Citroen DS5 2016-11Heute habe ich mal Beruf und Projekt verbinden können – das Bild zeigt einen Citroen DS5, über den ich demnächst in der „Welt am Sonntag“ einen Testbericht veröffentlichen werde. Die zugehörigen Fotos sind dann in der Regel auch immer von mir, anders wäre es ja auch schade um die Gelegenheit. Das Foto ist natürlich ein einziger Regelbruch.

Daher weiß ich jetzt noch nicht, ob Art Direktorin und Chefredakteur es akzeptieren werden; vielleicht produziere ich in den nächsten Tagen noch einmal etwas weniger Riskantes.

Wo der Verstoß liegt, sieht man gleich, nämlich rechts oben. Also von da leuchtet die Sonne kräftig direkt ins Objektiv, legt eine kleine Corona um das Auto und wirft einen riesigen Schatten auf den Boden vor dem Wagen. Das soll eigentlich alles nicht sein, und wenn man das schon so macht, dann muss man mit einer kleinen Blitz-Armee dagegen anleuchten. Bei so intensivem Sonnenlicht helfen aber auch meine drei Aufsteckblitze nicht mehr, und die Investition in mobile Studiolampen scheue ich bisher – zusammen mit dem Akku können zwei solche Lampen gern 2000 Euro kosten, und so oft brauche ich sie dann doch nicht.

Und wozu gibt es schließlich die Bildbearbeitung am Computer? Ich habe zuerst die mir zugewandte Seite des Autos so weit aufgehellt, dass man Linienführung und Reflektionszonen der Karosserie wieder erkennen kann. Dann habe ich per Weißabgleich einen wärmeren Farbton im Bild erzeugt, um einen guten Kontrast zur Erwartung des Betrachters zu schaffen, der hier im Schnee vielleicht eher mit kühl-blauer Atmosphäre gerechnet hätte.

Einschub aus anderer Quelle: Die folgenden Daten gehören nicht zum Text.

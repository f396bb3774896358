//! Turn order for battles
//!
//! The player always acts first; the enemy answers each player action.

use serde::{Deserialize, Serialize};

use crate::combat::Side;

/// Whose action the battle is waiting for
#[derive(Debug, Clone, Copy, PartialEq, Eq, Default, Serialize, Deserialize)]
pub enum Turn {
    #[default]
    Player,
    Enemy,
}

impl Turn {
    /// The turn that follows this one
    pub fn next(self) -> Turn {
        match self {
            Turn::Player => Turn::Enemy,
            Turn::Enemy => Turn::Player,
        }
    }

    pub fn side(self) -> Side {
        match self {
            Turn::Player => Side::Player,
            Turn::Enemy => Side::Enemy,
        }
    }
}

/// Terminal result of a battle
#[derive(Debug, Clone, Copy, PartialEq, Eq, Serialize, Deserialize)]
pub enum BattleOutcome {
    PlayerDefeated,
    EnemyDefeated,
}

impl BattleOutcome {
    pub fn loser(self) -> Side {
        match self {
            BattleOutcome::PlayerDefeated => Side::Player,
            BattleOutcome::EnemyDefeated => Side::Enemy,
        }
    }

    pub fn player_won(self) -> bool {
        self == BattleOutcome::EnemyDefeated
    }
}

#[cfg(test)]
mod tests {
    use super::*;

    #[test]
    fn test_turns_alternate() {
        assert_eq!(Turn::default(), Turn::Player);
        assert_eq!(Turn::Player.next(), Turn::Enemy);
        assert_eq!(Turn::Enemy.next(), Turn::Player);
    }

    #[test]
    fn test_outcome_sides() {
        assert_eq!(BattleOutcome::PlayerDefeated.loser(), Side::Player);
        assert!(BattleOutcome::EnemyDefeated.player_won());
    }
}
//! Reward generation
//!
//! Rolls skill rewards after a won battle: rarity from a level-indexed
//! weight table, archetype uniformly from the catalog, stats from the
//! catalog's (archetype, rarity) cell.

use serde::{Deserialize, Serialize};

use crate::data::SkillCatalog;
use crate::game::RandomSource;
use super::skills::{Skill, SkillRarity};

/// Drop weights for one dungeon level, expected to sum to 100
#[derive(Debug, Clone, Copy, PartialEq, Eq, Serialize, Deserialize)]
pub struct RarityWeight {
    pub common: u32,
    pub uncommon: u32,
    pub rare: u32,
    pub epic: u32,
    pub legendary: u32,
}

impl RarityWeight {
    pub const fn new(common: u32, uncommon: u32, rare: u32, epic: u32, legendary: u32) -> Self {
        Self { common, uncommon, rare, epic, legendary }
    }

    pub fn total(&self) -> u32 {
        self.common + self.uncommon + self.rare + self.epic + self.legendary
    }

    /// Classify a 1..=100 roll by cumulative thresholds
    ///
    /// Anything past the epic threshold is legendary, so rows that don't sum
    /// to 100 push the difference into the legendary bucket.
    pub fn classify(&self, roll: u32) -> SkillRarity {
        let mut threshold = self.common;
        if roll <= threshold {
            return SkillRarity::Common;
        }
        threshold += self.uncommon;
        if roll <= threshold {
            return SkillRarity::Uncommon;
        }
        threshold += self.rare;
        if roll <= threshold {
            return SkillRarity::Rare;
        }
        threshold += self.epic;
        if roll <= threshold {
            return SkillRarity::Epic;
        }
        SkillRarity::Legendary
    }
}

/// Drop weights per dungeon level (row 0 = level 1)
#[derive(Debug, Clone, PartialEq, Eq, Serialize, Deserialize)]
pub struct RarityTable {
    pub rows: Vec<RarityWeight>,
}

impl RarityTable {
    /// Row for a level; levels past the end use the last row
    pub fn row_for_level(&self, level: u32) -> Option<&RarityWeight> {
        if self.rows.is_empty() {
            return None;
        }
        let index = (level.max(1) as usize).min(self.rows.len()) - 1;
        self.rows.get(index)
    }

    /// Roll a rarity for the given dungeon level
    pub fn roll(&self, level: u32, rng: &mut impl RandomSource) -> SkillRarity {
        let roll = rng.range_inclusive(1, 100);
        match self.row_for_level(level) {
            Some(row) => row.classify(roll),
            None => SkillRarity::Legendary,
        }
    }

    /// Levels (1-based) whose weights don't add up to 100
    pub fn unbalanced_levels(&self) -> Vec<u32> {
        self.rows
            .iter()
            .enumerate()
            .filter(|(_, row)| row.total() != 100)
            .map(|(i, _)| i as u32 + 1)
            .collect()
    }
}

impl Default for RarityTable {
    fn default() -> Self {
        Self {
            rows: vec![
                RarityWeight::new(60, 30, 7, 2, 1),
                RarityWeight::new(55, 30, 8, 4, 3),
                RarityWeight::new(50, 28, 10, 7, 5),
                RarityWeight::new(45, 25, 12, 10, 8),
                RarityWeight::new(40, 25, 15, 12, 8),
                RarityWeight::new(35, 25, 18, 15, 7),
                RarityWeight::new(30, 25, 20, 18, 7),
                RarityWeight::new(25, 25, 22, 20, 8),
                RarityWeight::new(20, 25, 25, 20, 10),
                RarityWeight::new(15, 25, 25, 25, 10),
            ],
        }
    }
}

/// Rolls skill rewards from a catalog and a rarity table
#[derive(Debug, Clone)]
pub struct RewardGenerator {
    catalog: SkillCatalog,
    rarity: RarityTable,
}

impl RewardGenerator {
    pub fn new(catalog: SkillCatalog, rarity: RarityTable) -> Self {
        Self { catalog, rarity }
    }

    pub fn catalog(&self) -> &SkillCatalog {
        &self.catalog
    }

    /// Roll one reward skill for a dungeon level
    ///
    /// Returns `None` only when the catalog has no archetypes at all.
    pub fn generate(&self, level: u32, rng: &mut impl RandomSource) -> Option<Skill> {
        let rarity = self.rarity.roll(level, rng);
        if self.catalog.is_empty() {
            return None;
        }
        let archetype = &self.catalog.archetypes[rng.pick_index(self.catalog.len())];
        let skill = self.catalog.create(archetype.kind, rarity);
        log::debug!("Rolled reward {} at level {}", skill.label(), level);
        Some(skill)
    }

    /// Roll `count` independent rewards
    pub fn offers(&self, level: u32, count: usize, rng: &mut impl RandomSource) -> Vec<Skill> {
        (0..count).filter_map(|_| self.generate(level, rng)).collect()
    }
}

#[cfg(test)]
mod tests {
    use super::*;
    use crate::data::default_skill_catalog;
    use crate::game::{ScriptedRandom, SeededRandom};
    use crate::progression::SkillKind;

    fn generator() -> RewardGenerator {
        RewardGenerator::new(default_skill_catalog(), RarityTable::default())
    }

    #[test]
    fn test_default_rows_sum_to_100() {
        let table = RarityTable::default();
        assert_eq!(table.rows.len(), 10);
        assert!(table.unbalanced_levels().is_empty());
    }

    #[test]
    fn test_classify_thresholds() {
        let row = RarityWeight::new(60, 30, 7, 2, 1);
        assert_eq!(row.classify(1), SkillRarity::Common);
        assert_eq!(row.classify(60), SkillRarity::Common);
        assert_eq!(row.classify(61), SkillRarity::Uncommon);
        assert_eq!(row.classify(90), SkillRarity::Uncommon);
        assert_eq!(row.classify(97), SkillRarity::Rare);
        assert_eq!(row.classify(99), SkillRarity::Epic);
        assert_eq!(row.classify(100), SkillRarity::Legendary);
    }

    #[test]
    fn test_short_row_falls_into_legendary() {
        let row = RarityWeight::new(10, 10, 10, 10, 0);
        assert_eq!(row.total(), 40);
        assert_eq!(row.classify(41), SkillRarity::Legendary);
        assert_eq!(row.classify(100), SkillRarity::Legendary);

        let table = RarityTable { rows: vec![row] };
        assert_eq!(table.unbalanced_levels(), vec![1]);
    }

    #[test]
    fn test_level_index_clamps() {
        let table = RarityTable::default();
        assert_eq!(table.row_for_level(0), table.rows.first());
        assert_eq!(table.row_for_level(1), table.rows.first());
        assert_eq!(table.row_for_level(10), table.rows.last());
        assert_eq!(table.row_for_level(25), table.rows.last());
        assert!(RarityTable { rows: vec![] }.row_for_level(3).is_none());
    }

    #[test]
    fn test_roll_one_at_level_one_is_common() {
        let gen = generator();
        let mut rng = ScriptedRandom::new().with_roll(1);
        for index in 0..6 {
            let mut rng = rng.with_index(index);
            let reward = gen.generate(1, &mut rng).unwrap();
            assert_eq!(reward.rarity, SkillRarity::Common);
        }
        assert_eq!(gen.generate(1, &mut rng).unwrap().kind, SkillKind::SpiritPulse);
    }

    #[test]
    fn test_top_roll_at_deep_level_is_legendary() {
        let gen = generator();
        let mut rng = ScriptedRandom::new().with_roll(100).with_index(3);
        let reward = gen.generate(12, &mut rng).unwrap();
        assert_eq!(reward.rarity, SkillRarity::Legendary);
        assert_eq!(reward.kind, SkillKind::LightningStrike);
        assert_eq!(reward.magnitude, 25.0);
        assert_eq!(reward.cooldown_remaining(), 0);
    }

    #[test]
    fn test_offers_count_and_bounds() {
        let gen = generator();
        let mut rng = SeededRandom::new(99);
        let offers = gen.offers(4, 3, &mut rng);
        assert_eq!(offers.len(), 3);
        for offer in &offers {
            assert!(offer.magnitude > 0.0);
            assert!(offer.is_ready());
        }
    }

    #[test]
    fn test_distribution_tracks_weights() {
        let gen = generator();
        let mut rng = SeededRandom::new(1234);
        let commons = (0..2000)
            .filter_map(|_| gen.generate(1, &mut rng))
            .filter(|s| s.rarity == SkillRarity::Common)
            .count();
        // Level 1 is 60% common
        assert!((1000..1400).contains(&commons), "commons = {}", commons);
    }

    #[test]
    fn test_empty_catalog_yields_nothing() {
        let gen = RewardGenerator::new(SkillCatalog::default(), RarityTable::default());
        let mut rng = SeededRandom::new(1);
        assert!(gen.generate(1, &mut rng).is_none());
        assert!(gen.offers(1, 3, &mut rng).is_empty());
    }
}
//! Campaign save state
//!
//! Progress carried between battles: the furthest dungeon level and the
//! unlocked skill loadout. Passed explicitly into each battle and written
//! back when it ends; optionally stored on disk as JSON.

use serde::{Deserialize, Serialize};
use std::fs;
use std::path::{Path, PathBuf};
use thiserror::Error;

use crate::progression::Loadout;

/// Save file version for compatibility checking
pub const SAVE_VERSION: u32 = 1;

/// Save error types
#[derive(Debug, Error)]
pub enum SaveError {
    #[error("IO error: {0}")]
    Io(#[from] std::io::Error),
    #[error("Parse error: {0}")]
    Parse(#[from] serde_json::Error),
    #[error("Save version mismatch: expected {expected}, found {found}")]
    VersionMismatch { expected: u32, found: u32 },
}

/// Cross-battle progress
#[derive(Debug, Clone, PartialEq, Serialize, Deserialize)]
pub struct SaveState {
    pub version: u32,
    /// Dungeon level of the next battle (1-based)
    pub current_level: u32,
    pub unlocked_skills: Loadout,
}

impl SaveState {
    /// Fresh progress: level 1, no skills
    pub fn new_game() -> Self {
        Self {
            version: SAVE_VERSION,
            current_level: 1,
            unlocked_skills: Loadout::new(),
        }
    }

    pub fn reset(&mut self) {
        *self = Self::new_game();
    }

    pub fn advance_level(&mut self) {
        self.current_level = self.current_level.saturating_add(1);
    }

    /// Write as pretty JSON, creating parent directories as needed
    pub fn save_to(&self, path: impl AsRef<Path>) -> Result<(), SaveError> {
        let path = path.as_ref();
        if let Some(dir) = path.parent() {
            fs::create_dir_all(dir)?;
        }
        let json = serde_json::to_string_pretty(self)?;
        fs::write(path, json)?;
        log::info!("Progress saved to {}", path.display());
        Ok(())
    }

    /// Read and validate a save file
    pub fn load_from(path: impl AsRef<Path>) -> Result<Self, SaveError> {
        let path = path.as_ref();
        let data = fs::read_to_string(path)?;
        let mut save: SaveState = serde_json::from_str(&data)?;

        if save.version != SAVE_VERSION {
            return Err(SaveError::VersionMismatch {
                expected: SAVE_VERSION,
                found: save.version,
            });
        }

        save.current_level = save.current_level.max(1);
        save.unlocked_skills = Loadout::from_skills(std::mem::take(&mut save.unlocked_skills).into_skills());
        log::info!("Progress loaded from {} (level {})", path.display(), save.current_level);
        Ok(save)
    }

    /// Load an existing save, or start a new game when there is no file yet
    ///
    /// Any other failure is returned so existing progress isn't overwritten.
    pub fn load_or_new(path: impl AsRef<Path>) -> Result<Self, SaveError> {
        let path = path.as_ref();
        match Self::load_from(path) {
            Err(SaveError::Io(e)) if e.kind() == std::io::ErrorKind::NotFound => {
                log::info!("No save at {}, starting a new game", path.display());
                Ok(Self::new_game())
            }
            result => result,
        }
    }
}

impl Default for SaveState {
    fn default() -> Self {
        Self::new_game()
    }
}

/// Get the save directory path
pub fn save_directory() -> PathBuf {
    use directories::ProjectDirs;

    if let Some(proj_dirs) = ProjectDirs::from("com", "spiritscovenant", "SpiritsCovenant") {
        let mut path = proj_dirs.data_local_dir().to_path_buf();
        path.push("saves");
        path
    } else {
        // Fallback to current directory
        PathBuf::from("./saves")
    }
}

/// Default save file location
pub fn save_path() -> PathBuf {
    save_directory().join("progress.json")
}

/// Delete a save file if it exists
pub fn delete_save(path: impl AsRef<Path>) -> Result<(), SaveError> {
    let path = path.as_ref();
    if path.exists() {
        fs::remove_file(path)?;
        log::info!("Deleted save {}", path.display());
    }
    Ok(())
}

#[cfg(test)]
mod tests {
    use super::*;
    use crate::data::default_skill_catalog;
    use crate::progression::{SkillKind, SkillRarity};

    fn temp_file(name: &str) -> PathBuf {
        std::env::temp_dir()
            .join(format!("spirits-covenant-save-{}", std::process::id()))
            .join(name)
    }

    #[test]
    fn test_new_game_defaults() {
        let save = SaveState::new_game();
        assert_eq!(save.current_level, 1);
        assert!(save.unlocked_skills.is_empty());
    }

    #[test]
    fn test_reset_clears_progress() {
        let mut save = SaveState::new_game();
        save.advance_level();
        save.unlocked_skills.confirm_reward(default_skill_catalog().create(SkillKind::Fireball, SkillRarity::Rare));
        save.reset();
        assert_eq!(save, SaveState::new_game());
    }

    #[test]
    fn test_save_and_load() {
        let path = temp_file("roundtrip.json");
        let catalog = default_skill_catalog();
        let mut save = SaveState::new_game();
        save.current_level = 4;
        save.unlocked_skills.confirm_reward(catalog.create(SkillKind::Entrap, SkillRarity::Epic));
        if let Some(skill) = save.unlocked_skills.get_mut(0) {
            skill.trigger_cooldown();
        }

        save.save_to(&path).unwrap();
        let loaded = SaveState::load_from(&path).unwrap();
        assert_eq!(loaded, save);
        assert_eq!(loaded.unlocked_skills.get(0).unwrap().cooldown_remaining(), 2);

        delete_save(&path).unwrap();
        assert!(!path.exists());
    }

    #[test]
    fn test_version_mismatch() {
        let path = temp_file("old.json");
        let mut save = SaveState::new_game();
        save.version = 0;
        save.save_to(&path).unwrap();
        let result = SaveState::load_from(&path);
        assert!(matches!(result, Err(SaveError::VersionMismatch { expected: 1, found: 0 })));
        delete_save(&path).unwrap();
    }

    #[test]
    fn test_load_or_new_keeps_existing_progress() {
        let path = temp_file("existing.json");
        let mut save = SaveState::new_game();
        save.current_level = 7;
        save.save_to(&path).unwrap();

        let loaded = SaveState::load_or_new(&path).unwrap();
        assert_eq!(loaded.current_level, 7);
        delete_save(&path).unwrap();
    }

    #[test]
    fn test_load_or_new_without_file_starts_fresh() {
        let loaded = SaveState::load_or_new(temp_file("never-written.json")).unwrap();
        assert_eq!(loaded, SaveState::new_game());
    }

    #[test]
    fn test_load_or_new_rejects_corrupt_file() {
        let path = temp_file("corrupt.json");
        fs::create_dir_all(path.parent().unwrap()).unwrap();
        fs::write(&path, "{\"current_level\": ").unwrap();
        assert!(matches!(SaveState::load_or_new(&path), Err(SaveError::Parse(_))));
        delete_save(&path).unwrap();
    }

    #[test]
    fn test_missing_file_is_io_error() {
        let result = SaveState::load_from(temp_file("does-not-exist.json"));
        assert!(matches!(result, Err(SaveError::Io(_))));
    }
}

Zusätzlich habe ich die Frontpartie mit einer Extraportion Schärfe und Kontrast betont, um den Blick auf das Wichtigste am Auto zu lenken, nämlich sein Gesicht.

Ja, ein Auto hat ein Gesicht, deswegen fotografiere ich Autos wie Menschen, also auf Augenhöhe. Aber im Gegensatz zum Menschenporträt, bei dem es manchmal auch genügt, die Blende ganz zu öffnen und den Hintergrund in Unschärfe versinken zu lassen, braucht ein Auto immer eine Inszenierung drumherum. Weil es so groß ist, muss man weiter weg vom Motiv, und schon nimmt die Tiefenschärfe zu. Der Betrachter erkennt, wie es um das Auto herum aussieht, also muss ich mich als Fotograf auch darum kümmern.